From the entries that follow, copy each line containing the word "async".

### Dataset entries
━━━━━━━━━━
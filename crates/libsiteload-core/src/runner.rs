//! Scenario runner - drives the virtual-user pool for one run

use std::sync::atomic::{AtomicUsize, Ordering};
use std::sync::Arc;
use std::time::Duration;

use chrono::{DateTime, Utc};
use rand::rngs::StdRng;
use rand::SeedableRng;
use serde::{Deserialize, Serialize};
use tokio::task::JoinHandle;
use tokio::time::{sleep, sleep_until, timeout, Instant};
use tracing::{debug, info, warn};

use crate::error::{Result, SiteloadError};
use crate::fetcher::{FetchError, Fetcher};
use crate::outcome::{OutcomeLog, RequestOutcome};
use crate::profile::LoadProfile;
use crate::summary::RunSummary;
use crate::target::{PickStrategy, TargetConfig};
use crate::threshold::{all_passed, evaluate, ThresholdResult, ThresholdSet};

/// Default per-request timeout
pub const DEFAULT_REQUEST_TIMEOUT: Duration = Duration::from_secs(60);

/// Lifecycle of a run
#[derive(Debug, Clone, Copy, PartialEq, Eq, Default, Serialize, Deserialize)]
#[serde(rename_all = "snake_case")]
pub enum RunState {
    #[default]
    NotStarted,
    Running,
    Completed,
    Aborted,
}

impl RunState {
    pub fn as_str(&self) -> &'static str {
        match self {
            RunState::NotStarted => "not started",
            RunState::Running => "running",
            RunState::Completed => "completed",
            RunState::Aborted => "aborted",
        }
    }
}

/// Per-run knobs that are not part of the VU schedule
#[derive(Debug, Clone)]
pub struct RunOptions {
    pub strategy: PickStrategy,
    /// Pause after every iteration
    pub iteration_sleep: Duration,
    pub request_timeout: Duration,
    /// Seed for per-VU random sources; entropy when `None`
    pub seed: Option<u64>,
    /// Expected status for the per-response check, if the scenario has one
    pub status_check: Option<u16>,
    /// Issue one GET to the base URL before starting and abort if it fails
    pub preflight: bool,
    /// How often the controller re-reads the schedule and idle VUs poll
    pub tick: Duration,
}

impl Default for RunOptions {
    fn default() -> Self {
        Self {
            strategy: PickStrategy::RandomUniform,
            iteration_sleep: Duration::from_secs(1),
            request_timeout: DEFAULT_REQUEST_TIMEOUT,
            seed: None,
            status_check: None,
            preflight: false,
            tick: Duration::from_millis(100),
        }
    }
}

/// Everything known about a finished run
#[derive(Debug, Clone, Serialize, Deserialize)]
pub struct RunReport {
    pub scenario: String,
    pub base_url: String,
    pub profile: LoadProfile,
    pub state: RunState,
    pub started_at: DateTime<Utc>,
    pub finished_at: DateTime<Utc>,
    pub summary: RunSummary,
    pub thresholds: Vec<ThresholdResult>,
    pub passed: bool,
}

/// Runs one scenario against a target registry
pub struct ScenarioRunner<F: Fetcher> {
    name: String,
    targets: Arc<TargetConfig>,
    profile: LoadProfile,
    thresholds: ThresholdSet,
    options: RunOptions,
    fetcher: Arc<F>,
    log: Arc<OutcomeLog>,
    state: RunState,
}

/// State shared read-only by all VU tasks
struct VuContext<F: Fetcher> {
    targets: Arc<TargetConfig>,
    fetcher: Arc<F>,
    log: Arc<OutcomeLog>,
    strategy: PickStrategy,
    target_vus: Arc<AtomicUsize>,
    deadline: Instant,
    iteration_sleep: Duration,
    request_timeout: Duration,
    tick: Duration,
}

impl<F: Fetcher> ScenarioRunner<F> {
    pub fn new(
        name: impl Into<String>,
        targets: TargetConfig,
        profile: LoadProfile,
        thresholds: ThresholdSet,
        options: RunOptions,
        fetcher: F,
    ) -> Result<Self> {
        profile.validate()?;
        if options.tick.is_zero() {
            return Err(SiteloadError::Config("controller tick must be positive".to_string()));
        }

        let log = Arc::new(OutcomeLog::new(thresholds.success_statuses.clone()));

        Ok(Self {
            name: name.into(),
            targets: Arc::new(targets),
            profile,
            thresholds,
            options,
            fetcher: Arc::new(fetcher),
            log,
            state: RunState::NotStarted,
        })
    }

    pub fn state(&self) -> RunState {
        self.state
    }

    /// Live view of the run's outcomes and gauges
    pub fn outcome_log(&self) -> Arc<OutcomeLog> {
        Arc::clone(&self.log)
    }

    /// Execute the run to completion and evaluate thresholds.
    ///
    /// Returns `Err` only when the run aborts before the first iteration.
    pub async fn run(&mut self) -> Result<RunReport> {
        if self.state != RunState::NotStarted {
            return Err(SiteloadError::Config(format!(
                "scenario '{}' already {}",
                self.name,
                self.state.as_str()
            )));
        }

        let started_at = Utc::now();

        if self.options.preflight {
            if let Err(e) = self.preflight().await {
                self.state = RunState::Aborted;
                return Err(e);
            }
        }

        self.state = RunState::Running;
        info!(
            scenario = %self.name,
            base_url = %self.targets.base_url(),
            profile = %self.profile.describe(),
            "starting run"
        );

        let start = Instant::now();
        let total = self.profile.total_duration();
        let deadline = start + total;
        let target_vus = Arc::new(AtomicUsize::new(0));

        let ctx = Arc::new(VuContext {
            targets: Arc::clone(&self.targets),
            fetcher: Arc::clone(&self.fetcher),
            log: Arc::clone(&self.log),
            strategy: self.options.strategy.clone(),
            target_vus: Arc::clone(&target_vus),
            deadline,
            iteration_sleep: self.options.iteration_sleep,
            request_timeout: self.options.request_timeout,
            tick: self.options.tick,
        });

        let mut handles: Vec<JoinHandle<()>> = Vec::new();
        let mut current_stage = None;

        loop {
            let now = Instant::now();
            if now >= deadline {
                break;
            }
            let elapsed = now - start;

            let stage = self.profile.stage_index_at(elapsed);
            if stage != current_stage {
                if let Some(idx) = stage {
                    info!(scenario = %self.name, stage = idx, "entering stage");
                }
                current_stage = stage;
            }

            let desired = self.profile.target_vus_at(elapsed);
            target_vus.store(desired, Ordering::Relaxed);

            // VUs are never torn down; surplus ones park until needed again
            while handles.len() < desired {
                let vu_id = handles.len();
                let rng = match self.options.seed {
                    Some(seed) => StdRng::seed_from_u64(seed.wrapping_add(vu_id as u64)),
                    None => StdRng::from_entropy(),
                };
                handles.push(tokio::spawn(run_vu(vu_id, Arc::clone(&ctx), rng)));
            }

            sleep_until((now + self.options.tick).min(deadline)).await;
        }

        target_vus.store(0, Ordering::Relaxed);

        // In-flight requests finish; no new iterations start past the deadline
        for handle in handles {
            if let Err(e) = handle.await {
                warn!(scenario = %self.name, error = %e, "virtual user task failed");
            }
        }

        let elapsed = start.elapsed();
        let outcomes = self.log.snapshot();
        let summary = RunSummary::from_outcomes(
            &outcomes,
            &self.thresholds.success_statuses,
            self.options.status_check,
            elapsed,
            self.log.peak_vus(),
        );
        let results = evaluate(&outcomes, &self.thresholds);
        let passed = all_passed(&results);

        self.state = RunState::Completed;
        info!(
            scenario = %self.name,
            requests = summary.total_requests,
            failed = summary.failed_requests,
            passed,
            "run completed"
        );

        Ok(RunReport {
            scenario: self.name.clone(),
            base_url: self.targets.base_url().to_string(),
            profile: self.profile.clone(),
            state: self.state,
            started_at,
            finished_at: Utc::now(),
            summary,
            thresholds: results,
            passed,
        })
    }

    async fn preflight(&self) -> Result<()> {
        let url = self.targets.url_for("");
        debug!(url = %url, "preflight request");

        let result = match timeout(self.options.request_timeout, self.fetcher.get(&url)).await {
            Ok(result) => result,
            Err(_) => Err(FetchError::Timeout),
        };

        match result {
            Ok(status) => {
                info!(url = %url, status, "preflight ok");
                Ok(())
            }
            Err(e) => Err(SiteloadError::Preflight {
                url,
                reason: e.to_string(),
            }),
        }
    }
}

/// One virtual user: pick, GET, record, sleep, until the deadline
async fn run_vu<F: Fetcher>(id: usize, ctx: Arc<VuContext<F>>, mut rng: StdRng) {
    let mut active = false;
    debug!(vu = id, "virtual user started");

    loop {
        if Instant::now() >= ctx.deadline {
            break;
        }

        if id >= ctx.target_vus.load(Ordering::Relaxed) {
            if active {
                ctx.log.vu_deactivated();
                active = false;
            }
            sleep(ctx.tick).await;
            continue;
        }

        if !active {
            ctx.log.vu_activated();
            active = true;
        }

        let path = ctx.targets.pick_path(&ctx.strategy, &mut rng).to_string();
        let url = ctx.targets.url_for(&path);

        ctx.log.request_started();
        let started = Instant::now();
        let result = match timeout(ctx.request_timeout, ctx.fetcher.get(&url)).await {
            Ok(result) => result,
            Err(_) => Err(FetchError::Timeout),
        };
        let elapsed = started.elapsed();
        ctx.log.request_finished();

        if let Err(ref e) = result {
            debug!(vu = id, url = %url, error = %e, "request failed");
        }
        ctx.log.record(RequestOutcome::from_result(&result, elapsed, path, id));

        sleep_until((Instant::now() + ctx.iteration_sleep).min(ctx.deadline)).await;
    }

    if active {
        ctx.log.vu_deactivated();
    }
    debug!(vu = id, "virtual user stopped");
}

#[cfg(test)]
mod tests {
    use super::*;
    use std::time::Duration;

    struct AlwaysOk;

    impl Fetcher for AlwaysOk {
        async fn get(&self, _url: &str) -> std::result::Result<u16, FetchError> {
            sleep(Duration::from_millis(10)).await;
            Ok(200)
        }
    }

    struct Unreachable;

    impl Fetcher for Unreachable {
        async fn get(&self, _url: &str) -> std::result::Result<u16, FetchError> {
            Err(FetchError::Connect("connection refused".to_string()))
        }
    }

    fn targets() -> TargetConfig {
        TargetConfig::new("https://example.com", vec!["".to_string()]).unwrap()
    }

    fn short_profile() -> LoadProfile {
        LoadProfile::Constant {
            vus: 1,
            duration: Duration::from_secs(3),
        }
    }

    #[tokio::test(start_paused = true)]
    async fn test_state_transitions_to_completed() {
        let mut runner = ScenarioRunner::new(
            "t",
            targets(),
            short_profile(),
            ThresholdSet::smoke(),
            RunOptions::default(),
            AlwaysOk,
        )
        .unwrap();
        assert_eq!(runner.state(), RunState::NotStarted);

        let report = runner.run().await.unwrap();
        assert_eq!(runner.state(), RunState::Completed);
        assert_eq!(report.state, RunState::Completed);
        assert!(report.passed);
        assert_eq!(report.summary.total_requests, 3);

        // A runner is single-use
        assert!(runner.run().await.is_err());
    }

    #[tokio::test(start_paused = true)]
    async fn test_failed_preflight_aborts() {
        let options = RunOptions {
            preflight: true,
            ..RunOptions::default()
        };
        let mut runner = ScenarioRunner::new(
            "t",
            targets(),
            short_profile(),
            ThresholdSet::smoke(),
            options,
            Unreachable,
        )
        .unwrap();

        let err = runner.run().await.unwrap_err();
        assert!(matches!(err, SiteloadError::Preflight { .. }));
        assert_eq!(runner.state(), RunState::Aborted);
        assert_eq!(runner.outcome_log().total_requests(), 0);
    }

    #[tokio::test(start_paused = true)]
    async fn test_network_errors_do_not_stop_the_run() {
        let mut runner = ScenarioRunner::new(
            "t",
            targets(),
            short_profile(),
            ThresholdSet::smoke(),
            RunOptions::default(),
            Unreachable,
        )
        .unwrap();

        let report = runner.run().await.unwrap();
        assert_eq!(report.state, RunState::Completed);
        assert_eq!(report.summary.total_requests, 3);
        assert_eq!(report.summary.failed_requests, 3);
        assert!(!report.passed);
    }

    #[test]
    fn test_invalid_profile_rejected() {
        let profile = LoadProfile::Ramping {
            start_vus: 0,
            stages: Vec::new(),
        };
        let result = ScenarioRunner::new(
            "t",
            targets(),
            profile,
            ThresholdSet::load(),
            RunOptions::default(),
            AlwaysOk,
        );
        assert!(result.is_err());
    }
}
━━━━━━━━━━
### WRITTEN REPLY
    pub async fn run(&mut self) -> Result<RunReport> {
    async fn preflight(&self) -> Result<()> {
async fn run_vu<F: Fetcher>(id: usize, ctx: Arc<VuContext<F>>, mut rng: StdRng) {
        async fn get(&self, _url: &str) -> std::result::Result<u16, FetchError> {
        async fn get(&self, _url: &str) -> std::result::Result<u16, FetchError> {
    async fn test_state_transitions_to_completed() {
    async fn test_failed_preflight_aborts() {
    async fn test_network_errors_do_not_stop_the_run() {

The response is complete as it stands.